WORK INSTRUCTION: Please output the data below exactly as given, starting at its first line and stopping after the line that contains "pin the clock).".

SOURCE RECORDS:
//! A persistent evaluation session.
//!
//! The session owns what must outlive a single line: the tables (built once
//! at startup), the environment, and the accumulated lambda table, so
//! function values left on the stack keep resolving after the line that
//! defined them is gone.

use sigil_foundation::{Result, Value};
use sigil_language::{Env, Interp, Lambda, Tables, parse_into};

/// One long-lived evaluation session.
pub struct Session {
    tables: Tables,
    env: Env,
    lambdas: Vec<Lambda>,
}

impl Session {
    /// Creates a session, building and validating the tables.
    ///
    /// # Errors
    ///
    /// Returns `MalformedTable` when table construction fails; the process
    /// must refuse to start in that case.
    pub fn new() -> Result<Self> {
        Ok(Self {
            tables: Tables::new()?,
            env: Env::new(),
            lambdas: Vec::new(),
        })
    }

    /// Replaces the environment (to seed the RNG or pin the clock).
    pub fn set_env(&mut self, env: Env) {
        self.env = env;
    }

    /// The session environment.
    #[must_use]
    pub fn env(&self) -> &Env {
        &self.env
    }

    /// The session environment, mutably.
    pub fn env_mut(&mut self) -> &mut Env {
        &mut self.env
    }

    /// The tables.
    #[must_use]
    pub fn tables(&self) -> &Tables {
        &self.tables
    }

    /// Parses and executes one source fragment against the session state.
    ///
    /// Returns the stack top after execution, if any.
    ///
    /// # Errors
    ///
    /// Returns parse/load and runtime errors; the session state keeps
    /// whatever the fragment produced before the error.
    pub fn eval(&mut self, source: &str) -> Result<Option<Value>> {
        let elements = parse_into(source, &self.tables, &mut self.lambdas)?;
        let mut interp = Interp::new(&mut self.env, &self.tables, &self.lambdas);
        interp.run(&elements)?;
        Ok(self.env.stack.last().cloned())
    }

    /// Takes the output the fragment printed.
    pub fn take_output(&mut self) -> String {
        self.env.take_output()
    }
}

#[cfg(test)]
mod tests {
    use super::*;

    #[test]
    fn state_persists_across_fragments() {
        let mut session = Session::new().unwrap();
        session.eval("3 4").unwrap();
        let top = session.eval("+").unwrap();
        assert_eq!(top, Some(Value::Int(7)));
    }

    #[test]
    fn lambdas_survive_their_line() {
        let mut session = Session::new().unwrap();
        session.eval("λ›;").unwrap();
        // The function value parsed on line one is invoked on line two.
        let top = session.eval("5$†").unwrap();
        assert_eq!(top, Some(Value::Int(6)));
    }

    #[test]
    fn output_is_collected() {
        let mut session = Session::new().unwrap();
        session.eval("5,").unwrap();
        assert_eq!(session.take_output(), "5\n");
        assert_eq!(session.take_output(), "");
    }
}
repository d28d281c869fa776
//! Challenge page rendering.
//!
//! Login pages are HTML with a small set of `{{ }}` actions, enough for a
//! login form:
//!
//! - `{{.Title}}` / `{{.Message}}` substitute the (HTML-escaped) page fields.
//! - `{{if .Message}}...{{else}}...{{end}}` picks a branch on a non-empty field.
//! - `{{/* ... */}}` is a comment.

use super::error::TemplateError;

pub const DEFAULT_TITLE: &str = "Password Protected";
pub const INVALID_PASSWORD_MESSAGE: &str = "Invalid password. Please try again.";

/// Per-response values fed into the template.
#[derive(Debug, Clone, PartialEq, Eq)]
pub struct LoginPage {
    pub title: String,
    pub message: String,
}

impl LoginPage {
    #[must_use]
    pub fn new(title: impl Into<String>) -> Self {
        Self {
            title: title.into(),
            message: String::new(),
        }
    }

    #[must_use]
    pub fn with_message(mut self, message: impl Into<String>) -> Self {
        self.message = message.into();
        self
    }

    fn field(&self, field: Field) -> &str {
        match field {
            Field::Title => &self.title,
            Field::Message => &self.message,
        }
    }
}

#[derive(Debug, Clone, Copy, PartialEq, Eq)]
enum Field {
    Title,
    Message,
}

impl Field {
    fn parse(name: &str) -> Result<Self, TemplateError> {
        match name {
            ".Title" => Ok(Self::Title),
            ".Message" => Ok(Self::Message),
            other => Err(TemplateError::UnknownField(other.to_string())),
        }
    }
}

#[derive(Debug, Clone, PartialEq, Eq)]
enum Node {
    Text(String),
    Field(Field),
    If {
        field: Field,
        then: Vec<Node>,
        otherwise: Vec<Node>,
    },
}

// Open `{{if}}` block while parsing; the root frame has no field.
#[derive(Debug, Default)]
struct Frame {
    field: Option<Field>,
    then: Vec<Node>,
    otherwise: Option<Vec<Node>>,
}

impl Frame {
    fn nodes(&mut self) -> &mut Vec<Node> {
        match self.otherwise.as_mut() {
            Some(otherwise) => otherwise,
            None => &mut self.then,
        }
    }
}

/// A parsed login page, immutable and shared by all requests.
#[derive(Debug, Clone, PartialEq, Eq)]
pub struct LoginTemplate {
    nodes: Vec<Node>,
}

impl LoginTemplate {
    /// Parse raw template bytes.
    ///
    /// # Errors
    /// Returns a [`TemplateError`] when the bytes are not UTF-8 or an action is malformed.
    pub fn from_bytes(bytes: &[u8]) -> Result<Self, TemplateError> {
        let source = std::str::from_utf8(bytes).map_err(|_| TemplateError::Encoding)?;
        Self::parse(source)
    }

    /// # Errors
    /// Returns a [`TemplateError`] when an action is malformed or blocks are unbalanced.
    pub fn parse(source: &str) -> Result<Self, TemplateError> {
        let mut stack = vec![Frame::default()];
        let mut rest = source;
        let mut offset = 0;

        while let Some(start) = rest.find("{{") {
            push_text(&mut stack, &rest[..start]);

            let body = &rest[start + 2..];
            let end = body
                .find("}}")
                .ok_or(TemplateError::UnclosedAction(offset + start))?;
            apply_action(&mut stack, &body[..end], offset + start)?;

            let consumed = start + 2 + end + 2;
            offset += consumed;
            rest = &rest[consumed..];
        }
        push_text(&mut stack, rest);

        match stack.pop() {
            Some(root) if stack.is_empty() => Ok(Self { nodes: root.then }),
            _ => Err(TemplateError::UnclosedIf),
        }
    }

    #[must_use]
    pub fn render(&self, page: &LoginPage) -> String {
        let mut out = String::new();
        render_nodes(&self.nodes, page, &mut out);
        out
    }
}

fn push_text(stack: &mut [Frame], text: &str) {
    if text.is_empty() {
        return;
    }
    if let Some(frame) = stack.last_mut() {
        frame.nodes().push(Node::Text(text.to_string()));
    }
}

fn apply_action(stack: &mut Vec<Frame>, action: &str, at: usize) -> Result<(), TemplateError> {
    let action = action.trim();
    if action.starts_with("/*") && action.ends_with("*/") {
        return Ok(());
    }

    let mut words = action.split_whitespace();
    match (words.next(), words.next(), words.next()) {
        (None, _, _) => Err(TemplateError::EmptyAction(at)),
        (Some("if"), Some(name), None) => {
            stack.push(Frame {
                field: Some(Field::parse(name)?),
                ..Frame::default()
            });
            Ok(())
        }
        (Some("else"), None, None) => match stack.last_mut() {
            Some(frame) if frame.field.is_some() && frame.otherwise.is_none() => {
                frame.otherwise = Some(Vec::new());
                Ok(())
            }
            _ => Err(TemplateError::Unexpected("else")),
        },
        (Some("end"), None, None) => {
            if stack.len() < 2 {
                return Err(TemplateError::Unexpected("end"));
            }
            let frame = stack.pop().ok_or(TemplateError::Unexpected("end"))?;
            let field = frame.field.ok_or(TemplateError::Unexpected("end"))?;
            let node = Node::If {
                field,
                then: frame.then,
                otherwise: frame.otherwise.unwrap_or_default(),
            };
            if let Some(parent) = stack.last_mut() {
                parent.nodes().push(node);
            }
            Ok(())
        }
        (Some(name), None, None) if name.starts_with('.') => {
            let field = Field::parse(name)?;
            if let Some(frame) = stack.last_mut() {
                frame.nodes().push(Node::Field(field));
            }
            Ok(())
        }
        _ => Err(TemplateError::UnsupportedAction(action.to_string())),
    }
}

fn render_nodes(nodes: &[Node], page: &LoginPage, out: &mut String) {
    for node in nodes {
        match node {
            Node::Text(text) => out.push_str(text),
            Node::Field(field) => html_escape_into(page.field(*field), out),
            Node::If {
                field,
                then,
                otherwise,
            } => {
                let branch = if page.field(*field).is_empty() {
                    otherwise
                } else {
                    then
                };
                render_nodes(branch, page, out);
            }
        }
    }
}

fn html_escape_into(input: &str, out: &mut String) {
    for c in input.chars() {
        match c {
            '&' => out.push_str("&amp;"),
            '<' => out.push_str("&lt;"),
            '>' => out.push_str("&gt;"),
            '"' => out.push_str("&#34;"),
            '\'' => out.push_str("&#39;"),
            _ => out.push(c),
        }
    }
}
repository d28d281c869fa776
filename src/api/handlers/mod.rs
pub mod health;
pub use self::health::health;
//! # Passgate
//!
//! `passgate` puts a single shared password in front of an HTTP resource. It is
//! meant for staging sites and previews, not for user management: there are no
//! accounts, only one password and a signed session cookie.
//!
//! ## Flow
//!
//! 1. A request carrying a valid `spp-session` cookie is forwarded to the backend.
//! 2. A form POST with the right `ssp-password` field gets a fresh session cookie
//!    and a `303 See Other` back to the same URL.
//! 3. Anything else is answered with `401` and the login page.
//!
//! ## Sessions
//!
//! The cookie value is `<session id>.<signature>`, where the signature is
//! HMAC-SHA256 over the session id keyed by the password. Nothing is stored on
//! the server, so changing the password invalidates every issued session.
//!
//! ## Unconfigured mode
//!
//! When the login template cannot be read the gate lets every request through
//! and logs a warning for each one, unless started with `--missing-template deny`.

pub mod api;
pub mod cli;
pub mod gate;

#[allow(clippy::doc_markdown, clippy::needless_raw_string_hashes)]
pub mod built_info {
    include!(concat!(env!("OUT_DIR"), "/built.rs"));
}

pub const GIT_COMMIT_HASH: &str = match built_info::GIT_COMMIT_HASH {
    Some(hash) => hash,
    None => "unknown",
};
use crate::gate::{DEFAULT_LOGIN_HTML_PATH, DEFAULT_TITLE};
use clap::{builder::PossibleValuesParser, Arg, ArgAction, Command};

pub const ARG_PASSWORD: &str = "password";
pub const ARG_LOGIN_HTML_PATH: &str = "login-html-path";
pub const ARG_TITLE: &str = "title";
pub const ARG_MISSING_TEMPLATE: &str = "missing-template";
pub const ARG_TRUST_FORWARDED_PROTO: &str = "trust-forwarded-proto";

#[must_use]
pub fn with_args(command: Command) -> Command {
    command
        .arg(
            Arg::new(ARG_PASSWORD)
                .long(ARG_PASSWORD)
                .help("Shared password; also the key that signs session cookies")
                .env("PASSGATE_PASSWORD")
                .hide_env_values(true)
                .required(true),
        )
        .arg(
            Arg::new(ARG_LOGIN_HTML_PATH)
                .long(ARG_LOGIN_HTML_PATH)
                .help("Login page template")
                .env("PASSGATE_LOGIN_HTML_PATH")
                .default_value(DEFAULT_LOGIN_HTML_PATH),
        )
        .arg(
            Arg::new(ARG_TITLE)
                .long(ARG_TITLE)
                .help("Title rendered into the login page")
                .env("PASSGATE_TITLE")
                .default_value(DEFAULT_TITLE),
        )
        .arg(
            Arg::new(ARG_MISSING_TEMPLATE)
                .long(ARG_MISSING_TEMPLATE)
                .help("When the login template cannot be read: allow (serve unprotected) or deny (refuse to start)")
                .env("PASSGATE_MISSING_TEMPLATE")
                .value_parser(PossibleValuesParser::new(["allow", "deny"]))
                .default_value("allow"),
        )
        .arg(
            Arg::new(ARG_TRUST_FORWARDED_PROTO)
                .long(ARG_TRUST_FORWARDED_PROTO)
                .help("Trust X-Forwarded-Proto to decide whether session cookies are Secure")
                .env("PASSGATE_TRUST_FORWARDED_PROTO")
                .action(ArgAction::SetTrue),
        )
}
use crate::cli::{actions::Action, commands, dispatch, telemetry};
use anyhow::Result;

/// Map verbosity count to tracing level
const fn get_verbosity_level(verbosity: u8) -> Option<tracing::Level> {
    match verbosity {
        0 => None,
        1 => Some(tracing::Level::WARN),
        2 => Some(tracing::Level::INFO),
        3 => Some(tracing::Level::DEBUG),
        _ => Some(tracing::Level::TRACE),
    }
}

/// Main entry point for the CLI - builds and returns the Action
///
/// # Errors
///
/// Returns an error if argument parsing, telemetry initialization, or action dispatch fails
pub fn start() -> Result<Action> {
    // 1. Parse command-line arguments
    let matches = commands::new().get_matches();

    // 2. Extract verbosity level
    let verbosity_level = get_verbosity_level(
        matches
            .get_one::<u8>(commands::logging::ARG_VERBOSITY)
            .copied()
            .unwrap_or(0),
    );

    // 3. Initialize telemetry
    telemetry::init(verbosity_level)?;

    // 4. Dispatch to appropriate action
    dispatch::handler(&matches)
}
pub mod server;

// Internal "interpreter" for `Action`.
mod run;

#[derive(Debug)]
pub enum Action {
    Server(server::Args),
}

impl Action {
    /// Execute the action.
    /// # Errors
    /// Returns an error if the action fails.
    pub async fn execute(self) -> anyhow::Result<()> {
        run::execute(self).await
    }
}
use crate::cli::actions::{server, Action};
use anyhow::Result;

/// Execute the provided action.
// This is the single dispatch point for all CLI actions.
/// # Errors
/// Returns an error if the action fails.
pub async fn execute(action: Action) -> Result<()> {
    match action {
        Action::Server(args) => server::execute(args).await,
    }
}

PROBLEM SOLUTION:
//! A persistent evaluation session.
//!
//! The session owns what must outlive a single line: the tables (built once
//! at startup), the environment, and the accumulated lambda table, so
//! function values left on the stack keep resolving after the line that
//! defined them is gone.

use sigil_foundation::{Result, Value};
use sigil_language::{Env, Interp, Lambda, Tables, parse_into};

/// One long-lived evaluation session.
pub struct Session {
    tables: Tables,
    env: Env,
    lambdas: Vec<Lambda>,
}

impl Session {
    /// Creates a session, building and validating the tables.
    ///
    /// # Errors
    ///
    /// Returns `MalformedTable` when table construction fails; the process
    /// must refuse to start in that case.
    pub fn new() -> Result<Self> {
        Ok(Self {
            tables: Tables::new()?,
            env: Env::new(),
            lambdas: Vec::new(),
        })
    }

    /// Replaces the environment (to seed the RNG or pin the clock).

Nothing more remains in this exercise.